Opinion
2013-12-3
Ballon Stoll Bader & Nadler, P.C., New York (Marshall B. Bellovin of counsel), for appellant. Michael A. Cardozo, Corporation Counsel, New York (Fay Ng of counsel), for respondent.
Ballon Stoll Bader & Nadler, P.C., New York (Marshall B. Bellovin of counsel), for appellant. Michael A. Cardozo, Corporation Counsel, New York (Fay Ng of counsel), for respondent.
Order, Supreme Court, New York County (Margaret A. Chan, J.), entered March 11, 2013, which denied plaintiff's motion to file a late notice of claim, unanimously affirmed, without costs.

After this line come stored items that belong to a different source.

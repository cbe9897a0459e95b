//! Integration tests for the config → scene → compositor → sink pipeline.
//!
//! These tests drive the runtime through its public API the same way
//! `main.rs` does, with a [`MockDisplaySink`] standing in for the panel
//! driver.  They verify:
//!
//! - A configuration file yields frames with the chained geometry.
//! - Deadzone pixels on the canvas never reach the physical frame.
//! - Preview mode presents the scaled canvas instead.
//! - Cancellation stops the loop and cleanup closes the sink once.

use std::sync::{
    atomic::{AtomicBool, Ordering},
    Arc,
};

use ledwall::{
    application::{
        compose_frame::RunMode,
        frame_loop::{FrameLoop, LoopExit},
        scenes::{build_scene, Scene, SceneKind},
    },
    infrastructure::{display::mock::MockDisplaySink, storage::config::WallConfig},
};
use ledwall_core::{AddressMap, Canvas, PanelLayout, PixelOrder, Rgb};

const CONFIG: &str = r#"
[matrix]
mapping = """
., ., 1, .
2, 3, 4, .
5, 6, 7, 8
"""
led-rows = 8
led-cols = 8
parallel = 2

[runtime]
fps = 500
"#;

const DEADZONE: Rgb = Rgb::new(255, 0, 255);

fn load_layout() -> PanelLayout {
    WallConfig::from_toml_str(CONFIG)
        .expect("valid config")
        .layout()
        .expect("valid layout")
}

/// Paints deadzones magenta and each panel in a shade of its id.
struct MarkerScene {
    layout: PanelLayout,
}

impl Scene for MarkerScene {
    fn setup(&mut self, canvas: &mut Canvas) {
        for rect in self.layout.deadzones() {
            canvas.fill_rect(rect, DEADZONE);
        }
    }

    fn update(&mut self) {}

    fn draw(&mut self, canvas: &mut Canvas) {
        for id in self.layout.panel_ids() {
            let rect = self.layout.panel_rect(id).expect("panel exists");
            canvas.fill_rect(rect, Rgb::new(id as u8 * 10, 0, 0));
        }
    }
}

// ── Physical mode ─────────────────────────────────────────────────────────────

#[tokio::test]
async fn test_physical_frames_follow_chain_wiring() {
    // Arrange
    let layout = load_layout();
    let sink = MockDisplaySink::new(PixelOrder::Rgb);
    let running = Arc::new(AtomicBool::new(true));
    let mut frame_loop =
        FrameLoop::new(&layout, RunMode::Physical, Box::new(sink.clone()), 500, running)
            .unwrap()
            .with_tick_limit(2);
    let mut scene = MarkerScene {
        layout: layout.clone(),
    };

    // Act
    let exit = frame_loop.run(&mut scene).await.unwrap();

    // Assert
    assert_eq!(exit, LoopExit::TickLimit);
    assert_eq!(sink.frame_count(), 2);

    let frame = sink.last_frame().unwrap();
    assert_eq!((frame.width, frame.height), (32, 16));

    // Every destination square carries its own panel's shade.
    let map = AddressMap::new(&layout);
    for address in &map {
        let dest = address.destination;
        let offset = ((dest.y * frame.width + dest.x) * 3) as usize;
        assert_eq!(frame.bytes[offset], address.panel as u8 * 10, "panel {}", address.panel);
    }

    // No deadzone colour anywhere in the physical frame.
    assert!(!frame
        .bytes
        .chunks_exact(3)
        .any(|px| px == [DEADZONE.r, DEADZONE.g, DEADZONE.b]));
}

#[tokio::test]
async fn test_screen_test_scene_runs_against_mock_sink() {
    let layout = load_layout();
    let sink = MockDisplaySink::new(PixelOrder::Bgr);
    let running = Arc::new(AtomicBool::new(true));
    let mut frame_loop =
        FrameLoop::new(&layout, RunMode::Physical, Box::new(sink.clone()), 500, running)
            .unwrap()
            .with_tick_limit(5);
    let mut scene = build_scene(SceneKind::ScreenTest, Arc::new(layout));

    frame_loop.run(scene.as_mut()).await.unwrap();

    let frames = sink.frames();
    assert_eq!(frames.len(), 5);
    assert!(frames.iter().all(|f| f.order == PixelOrder::Bgr));
    assert!(frames.iter().all(|f| f.bytes.len() == 32 * 16 * 3));
}

// ── Preview mode ──────────────────────────────────────────────────────────────

#[tokio::test]
async fn test_preview_frames_show_scaled_canvas_with_deadzones() {
    let layout = load_layout();
    let sink = MockDisplaySink::new(PixelOrder::Rgb);
    let running = Arc::new(AtomicBool::new(true));
    let mut frame_loop = FrameLoop::new(
        &layout,
        RunMode::Preview { scale: 2 },
        Box::new(sink.clone()),
        500,
        running,
    )
    .unwrap()
    .with_tick_limit(1);
    let mut scene = MarkerScene {
        layout: layout.clone(),
    };

    frame_loop.run(&mut scene).await.unwrap();

    let frame = sink.last_frame().unwrap();
    assert_eq!((frame.width, frame.height), (64, 48));
    assert_eq!(&frame.bytes[..3], &[DEADZONE.r, DEADZONE.g, DEADZONE.b]);
}

// ── Cancellation and cleanup ──────────────────────────────────────────────────

#[tokio::test]
async fn test_cancelled_loop_closes_sink_in_cleanup() {
    // Arrange
    let layout = load_layout();
    let sink = MockDisplaySink::new(PixelOrder::Rgb);
    let running = Arc::new(AtomicBool::new(true));
    let mut frame_loop = FrameLoop::new(
        &layout,
        RunMode::Physical,
        Box::new(sink.clone()),
        500,
        Arc::clone(&running),
    )
    .unwrap();
    let mut scene = build_scene(SceneKind::Blank, Arc::new(layout));

    // Act: request shutdown from another task, as the signal listener does
    let stopper = tokio::spawn({
        let running = Arc::clone(&running);
        async move {
            tokio::time::sleep(std::time::Duration::from_millis(20)).await;
            running.store(false, Ordering::SeqCst);
        }
    });
    let exit = frame_loop.run(scene.as_mut()).await.unwrap();
    stopper.await.unwrap();
    frame_loop.close().unwrap();

    // Assert
    assert_eq!(exit, LoopExit::Cancelled);
    assert!(sink.frame_count() >= 1);
    assert!(sink.is_closed());
}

The court properly denied plaintiff's motion to file a late notice of claim, where plaintiff offered no excuse for her failure to file a timely notice of claim; failed to demonstrate that defendant acquired actual knowledge of the facts underlying the claim within 90 days or a reasonable time thereafter; and failed in her burden to demonstrate that defendant would not be substantially prejudiced by the delay ( see Perez v. New York City Health & Hosps. Corp., 81 A.D.3d 448, 915 N.Y.S.2d 562 [1st Dept.2011]; Matter of Strauss v. New York City Tr. Auth., 195 A.D.2d 322, 600 N.Y.S.2d 32 [1st Dept.1993] ). “[K]nowledge of the facts underlying an occurrence does not constitute knowledge of the claim. What satisfies the statute is not knowledge of the wrong. What the statute exacts is notice of the claim” (Liberty Group Holdings v. City of New York, 5 A.D.3d 148, 149, 773 N.Y.S.2d 36 [1st Dept.2004], lv. denied3 N.Y.3d 609, 786 N.Y.S.2d 812, 820 N.E.2d 291 [2004] [internal quotation marks omitted], quoting Chattergoon v. New York City Hous. Auth., 161 A.D.2d 141, 142, 554 N.Y.S.2d 859 [1990], affd.78 N.Y.2d 958, 574 N.Y.S.2d 934, 580 N.E.2d 406 [1991] ).
In any event, plaintiff's claim accrued, at the latest, in April 2011, when she asserts that she was “constructively forced into early retirement,” making her motion to file a late notice of claim well beyond the limitation period of, at most, 1 year and 90 days (Education Law 3813[3], [2–b]; General Municipal Law § 50–i). Thus, the court was without authority to grant plaintiff the requested relief ( seeEducation Law § 3813[2], [2–a]; General Municipal Law § 50–i; Consolidated Constr. Group, LLC v. Bethpage Union Free School Dist., 39 A.D.3d 792, 794–795, 835 N.Y.S.2d 630 [2d Dept.2007], lv. dismissed 9 N.Y.3d 980, 848 N.Y.S.2d 16, 878 N.E.2d 600 [2007] ). ANDRIAS, J.P., ACOSTA, MOSKOWITZ, RICHTER, MANZANET–DANIELS, JJ., concur.